Frank Hamrick
Harder than writing a good haiku
Media: Artist's Book
Artist Statement:
For the steadfast hills
of Whites Creek, Tennessee and
the fight to save them
––––
Once I had a graduate student who was having trouble successfully making tintypes. I did not know the process, nor did any of the other professors I worked with at the time. So I bought a tintype kit over the winter break and began learning the nineteenth century method.
My first tintypes were primarily straight forward portraits with non-obtrusive backgrounds. The images clearly identified the sitter and were easily readable. Over time the subject matter expanded to include still life compositions and landscapes.
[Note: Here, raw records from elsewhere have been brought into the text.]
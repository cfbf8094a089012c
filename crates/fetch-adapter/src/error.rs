//! Error types

use std::fmt;
use std::sync::Arc;

use thiserror::Error;

use crate::cancel::Cancel;
use crate::config::RequestConfig;
use crate::response::{RequestHandle, Response};

/// Machine-readable error code
#[derive(Debug, Clone, Copy, PartialEq, Eq)]
pub enum ErrorCode {
    /// The request was aborted
    ConnAborted,
    /// Streaming responses were requested
    NoStream,
}

impl ErrorCode {
    /// Code as a string
    pub fn as_str(&self) -> &'static str {
        match self {
            ErrorCode::ConnAborted => "ECONNABORTED",
            ErrorCode::NoStream => "ENOSTREAM",
        }
    }
}

impl fmt::Display for ErrorCode {
    fn fmt(&self, f: &mut fmt::Formatter<'_>) -> fmt::Result {
        f.write_str(self.as_str())
    }
}

/// Errors reported by a [`Fetch`](crate::Fetch) implementation
#[derive(Debug, Error)]
pub enum FetchError {
    /// The abort signal fired
    #[error("The operation was aborted")]
    Aborted,
    /// Request timeout
    #[error("Request timeout")]
    Timeout,
    /// Connection error
    #[error("Connection error: {0}")]
    Connection(String),
    /// Reading or decoding the body failed
    #[error("Body error: {0}")]
    Body(String),
    /// Serialization error
    #[error("Serialization error: {0}")]
    Serialization(String),
    /// Client build error
    #[error("Client build error: {0}")]
    Build(String),
    /// Other error
    #[error("{0}")]
    Other(String),
}

impl FetchError {
    /// Whether this error reports an abort
    pub fn is_abort(&self) -> bool {
        matches!(self, FetchError::Aborted)
    }
}

impl From<reqwest::Error> for FetchError {
    fn from(err: reqwest::Error) -> Self {
        if err.is_timeout() {
            FetchError::Timeout
        } else if err.is_builder() {
            FetchError::Build(err.to_string())
        } else if err.is_connect() {
            FetchError::Connection(err.to_string())
        } else if err.is_body() || err.is_decode() {
            FetchError::Body(err.to_string())
        } else {
            FetchError::Other(err.to_string())
        }
    }
}

impl From<serde_json::Error> for FetchError {
    fn from(err: serde_json::Error) -> Self {
        FetchError::Serialization(err.to_string())
    }
}

/// Classified adapter failure
///
/// Every variant carries the originating request config.
#[derive(Debug, Error)]
pub enum AdapterError {
    /// A response type the adapter cannot deliver; no request was made
    #[error("The \"stream\" response type is not supported")]
    Unsupported {
        /// Originating config
        config: Arc<RequestConfig>,
    },
    /// The underlying client aborted the request
    #[error("Request aborted")]
    Aborted {
        /// Originating config
        config: Arc<RequestConfig>,
        /// Request that was in flight
        request: Option<RequestHandle>,
    },
    /// Any other dispatch or body-read failure
    #[error("Network Error")]
    Network {
        /// Originating config
        config: Arc<RequestConfig>,
        /// Request that was in flight
        request: Option<RequestHandle>,
        /// Underlying failure
        source: FetchError,
    },
    /// The caller's cancel token fired
    #[error("{reason}")]
    Canceled {
        /// Reason given when cancelling
        reason: Cancel,
        /// Originating config
        config: Arc<RequestConfig>,
    },
    /// The settlement policy rejected the response status
    #[error("Request failed with status code {}", .response.status)]
    Status {
        /// Rejected response
        response: Box<Response>,
    },
}

impl AdapterError {
    /// Machine-readable code, if the failure has one
    pub fn code(&self) -> Option<ErrorCode> {
        match self {
            AdapterError::Unsupported { .. } => Some(ErrorCode::NoStream),
            AdapterError::Aborted { .. } => Some(ErrorCode::ConnAborted),
            AdapterError::Network { .. }
            | AdapterError::Canceled { .. }
            | AdapterError::Status { .. } => None,
        }
    }

    /// Config of the failed request
    pub fn config(&self) -> &RequestConfig {
        match self {
            AdapterError::Unsupported { config }
            | AdapterError::Aborted { config, .. }
            | AdapterError::Network { config, .. }
            | AdapterError::Canceled { config, .. } => config,
            AdapterError::Status { response } => &response.config,
        }
    }

    /// Request that was in flight when the failure happened
    pub fn request(&self) -> Option<&RequestHandle> {
        match self {
            AdapterError::Aborted { request, .. } | AdapterError::Network { request, .. } => {
                request.as_ref()
            }
            AdapterError::Status { response } => response.request.as_ref(),
            AdapterError::Unsupported { .. } | AdapterError::Canceled { .. } => None,
        }
    }

    /// Response that was received, for status rejections
    pub fn response(&self) -> Option<&Response> {
        match self {
            AdapterError::Status { response } => Some(response),
            _ => None,
        }
    }

    /// Whether the caller cancelled the request
    pub fn is_cancel(&self) -> bool {
        matches!(self, AdapterError::Canceled { .. })
    }
}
Eventually the barriers between these photographic categories started to disappear. The most interesting tintypes were those that suggested something beyond what was evidently shown. The goal shifted away from telling viewers exactly what to see, to pointing the audience in a direction while leaving the destination an open ended mystery.
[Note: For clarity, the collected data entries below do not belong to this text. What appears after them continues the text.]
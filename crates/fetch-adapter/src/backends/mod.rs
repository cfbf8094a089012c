//! Fetch client backends

mod reqwest_backend;

pub use reqwest_backend::ReqwestFetch;
//! Contract of the underlying fetch-style client

use std::fmt;
use std::sync::Arc;
use std::time::Duration;

use async_trait::async_trait;
use reqwest::Method;
use serde::{Deserialize, Serialize};
use serde_json::Value;

use crate::body::{Blob, RequestBody};
use crate::cancel::AbortSignal;
use crate::error::FetchError;
use crate::headers::{Headers, CONTENT_TYPE};

/// Credentials mode of a fetch request
#[derive(Debug, Clone, Copy, PartialEq, Eq, Serialize, Deserialize)]
#[serde(rename_all = "kebab-case")]
pub enum Credentials {
    /// Send credentials with every request
    Include,
    /// Send credentials to the same origin only
    SameOrigin,
    /// Never send credentials
    Omit,
}

impl Credentials {
    /// Mode as used by fetch (`include`, `same-origin`, `omit`)
    pub fn as_str(&self) -> &'static str {
        match self {
            Credentials::Include => "include",
            Credentials::SameOrigin => "same-origin",
            Credentials::Omit => "omit",
        }
    }
}

impl From<bool> for Credentials {
    fn from(with_credentials: bool) -> Self {
        if with_credentials {
            Credentials::Include
        } else {
            Credentials::SameOrigin
        }
    }
}

/// Download progress reported by the underlying client
#[derive(Debug, Clone, Copy, PartialEq, Eq)]
pub struct FetchProgress {
    /// Bytes received so far
    pub transferred_bytes: u64,
    /// Expected body size, 0 when unknown
    pub total_bytes: u64,
}

/// Progress callback handed to the underlying client
pub type FetchProgressCallback = Arc<dyn Fn(FetchProgress) + Send + Sync>;

/// Options for a single fetch call
#[derive(Clone)]
pub struct FetchOptions {
    /// Request method
    pub method: Method,
    /// Whole-request timeout; `None` disables it
    pub timeout: Option<Duration>,
    /// Request headers
    pub headers: Headers,
    /// Credentials mode; `None` leaves the client's default
    pub credentials: Option<Credentials>,
    /// Signal that aborts the request
    pub signal: Option<AbortSignal>,
    /// Download progress callback
    pub on_download_progress: Option<FetchProgressCallback>,
    /// Request body
    pub body: Option<RequestBody>,
}

impl FetchOptions {
    /// Options with only a method set
    pub fn new(method: Method) -> Self {
        Self {
            method,
            timeout: None,
            headers: Headers::new(),
            credentials: None,
            signal: None,
            on_download_progress: None,
            body: None,
        }
    }

    /// Apply passthrough overrides; overridden values win
    pub fn merge(&mut self, overrides: &FetchOverrides) {
        if let Some(method) = &overrides.method {
            self.method = method.clone();
        }
        if let Some(timeout) = overrides.timeout {
            self.timeout = Some(timeout).filter(|timeout| !timeout.is_zero());
        }
        for (name, value) in overrides.headers.iter() {
            self.headers.set(name, value);
        }
        if let Some(credentials) = overrides.credentials {
            self.credentials = Some(credentials);
        }
    }
}

impl fmt::Debug for FetchOptions {
    fn fmt(&self, f: &mut fmt::Formatter<'_>) -> fmt::Result {
        f.debug_struct("FetchOptions")
            .field("method", &self.method)
            .field("timeout", &self.timeout)
            .field("headers", &self.headers)
            .field("credentials", &self.credentials)
            .field("signal", &self.signal)
            .field("on_download_progress", &self.on_download_progress.is_some())
            .field("body", &self.body)
            .finish()
    }
}

/// Caller-supplied options merged over the computed ones
///
/// A zero `timeout` disables the timeout.
#[derive(Debug, Clone, Default)]
pub struct FetchOverrides {
    /// Replacement method
    pub method: Option<Method>,
    /// Replacement timeout
    pub timeout: Option<Duration>,
    /// Headers set over the computed ones
    pub headers: Headers,
    /// Replacement credentials mode
    pub credentials: Option<Credentials>,
}

/// Response returned by a fetch-style client
#[async_trait]
pub trait FetchResponse: Send {
    /// HTTP status code
    fn status(&self) -> u16;

    /// HTTP reason phrase
    fn status_text(&self) -> &str;

    /// Response headers
    fn headers(&self) -> &Headers;

    /// Read the body as raw bytes
    async fn array_buffer(self: Box<Self>) -> Result<Vec<u8>, FetchError>;

    /// Read the body as UTF-8 text, replacing invalid sequences
    async fn text(self: Box<Self>) -> Result<String, FetchError> {
        let bytes = self.array_buffer().await?;
        Ok(String::from_utf8_lossy(&bytes).into_owned())
    }

    /// Read the body as JSON; an empty body reads as `null`
    async fn json(self: Box<Self>) -> Result<Value, FetchError> {
        let bytes = self.array_buffer().await?;
        if bytes.is_empty() {
            return Ok(Value::Null);
        }
        serde_json::from_slice(&bytes).map_err(FetchError::from)
    }

    /// Read the body as a blob typed by the response `Content-Type`
    async fn blob(self: Box<Self>) -> Result<Blob, FetchError> {
        let media_type = self.headers().get(CONTENT_TYPE).map(str::to_string);
        let bytes = self.array_buffer().await?;
        Ok(match media_type {
            Some(media_type) => Blob::new(bytes).with_type(media_type),
            None => Blob::new(bytes),
        })
    }
}

/// Fetch-style HTTP client
#[async_trait]
pub trait Fetch: Send + Sync {
    /// Send one request
    async fn fetch(
        &self,
        url: &str,
        options: FetchOptions,
    ) -> Result<Box<dyn FetchResponse>, FetchError>;
}

#[cfg(test)]
mod tests {
    use super::*;

    #[test]
    fn test_credentials_from_with_credentials() {
        assert_eq!(Credentials::from(true), Credentials::Include);
        assert_eq!(Credentials::from(false), Credentials::SameOrigin);
        assert_eq!(Credentials::SameOrigin.as_str(), "same-origin");
    }

    #[test]
    fn test_credentials_serde_names() {
        let json = serde_json::to_string(&Credentials::SameOrigin).expect("Serializable");
        assert_eq!(json, "\"same-origin\"");
        let parsed: Credentials = serde_json::from_str("\"include\"").expect("Deserializable");
        assert_eq!(parsed, Credentials::Include);
    }

    #[test]
    fn test_merge_overrides_win() {
        let mut options = FetchOptions::new(Method::GET);
        options.timeout = Some(Duration::from_secs(5));
        options.headers.set("Accept", "application/json");
        options.headers.set("X-Trace", "1");

        let overrides = FetchOverrides {
            method: Some(Method::HEAD),
            timeout: Some(Duration::from_secs(30)),
            headers: [("accept", "text/plain")].into_iter().collect(),
            credentials: Some(Credentials::Omit),
        };
        options.merge(&overrides);

        assert_eq!(options.method, Method::HEAD);
        assert_eq!(options.timeout, Some(Duration::from_secs(30)));
        assert_eq!(options.headers.get("Accept"), Some("text/plain"));
        assert_eq!(options.headers.get("X-Trace"), Some("1"));
        assert_eq!(options.credentials, Some(Credentials::Omit));
    }

    #[test]
    fn test_merge_zero_timeout_disables() {
        let mut options = FetchOptions::new(Method::GET);
        options.timeout = Some(Duration::from_secs(5));
        options.merge(&FetchOverrides {
            timeout: Some(Duration::ZERO),
            ..Default::default()
        });
        assert_eq!(options.timeout, None);
    }

    #[test]
    fn test_empty_merge_changes_nothing() {
        let mut options = FetchOptions::new(Method::POST);
        options.credentials = Some(Credentials::Include);
        options.merge(&FetchOverrides::default());
        assert_eq!(options.method, Method::POST);
        assert_eq!(options.credentials, Some(Credentials::Include));
        assert!(options.headers.is_empty());
    }
}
All processes, tools and materials have characteristics they imbed into the finished image. Tintypes are made with long exposures lasting anywhere from a second to several minutes. This process forces myself, the sitter and viewers to consider time differently than most of us usually would when making or looking at photographs captured in a split second via contemporary tools and methods.
The phrase “Harder than writing a good haiku” was an analogy I spoke of while helping another artist edit their work to a manageable number of images while leaving enough to still convey the original concept.
These photographs, originally created as 8”x10” and 8”x8” tintypes, were conceived as select moments from stories where the hint of a narrative open to the viewers’ interpretation is more important than the specifics of the characters’ identities or where they are located. The scenes depicted are designed to engage whether they are totally familiar or curiously exotic, depending on each viewer’s background.
Biography
Oxford American Magazine and NPR have written about Frank Hamrick’s art. His work is housed in institutions including The Amon Carter Museum of American Art, The Art Institute of Chicago, The Griffin Museum of Photography, The Ogden Museum of Southern Art and the Museum of Contemporary Art, London. Frank is a professor and the MFA graduate program coordinator at Louisiana Tech University in Ruston and has also taught at the Penland School of Craft in North Carolina as well as the University of Georgia’s study abroad program in Cortona, Italy. His photography has been featured on magazine, book and record covers, including Gillian Welch and David Rawlings’ Americana album Nashville Obsolete. Born in Georgia, Frank’s handmade books combine photography and storytelling with papermaking and letterpress printing to address time, relationships and home. Frank’s limited edition artist’s book of tintype images Harder than writing a good haiku earned the 2017 Houston Center for Photography Fellowship and was awarded first place in the 2017 Los Angeles Festival of Photography’s Photobook Competition.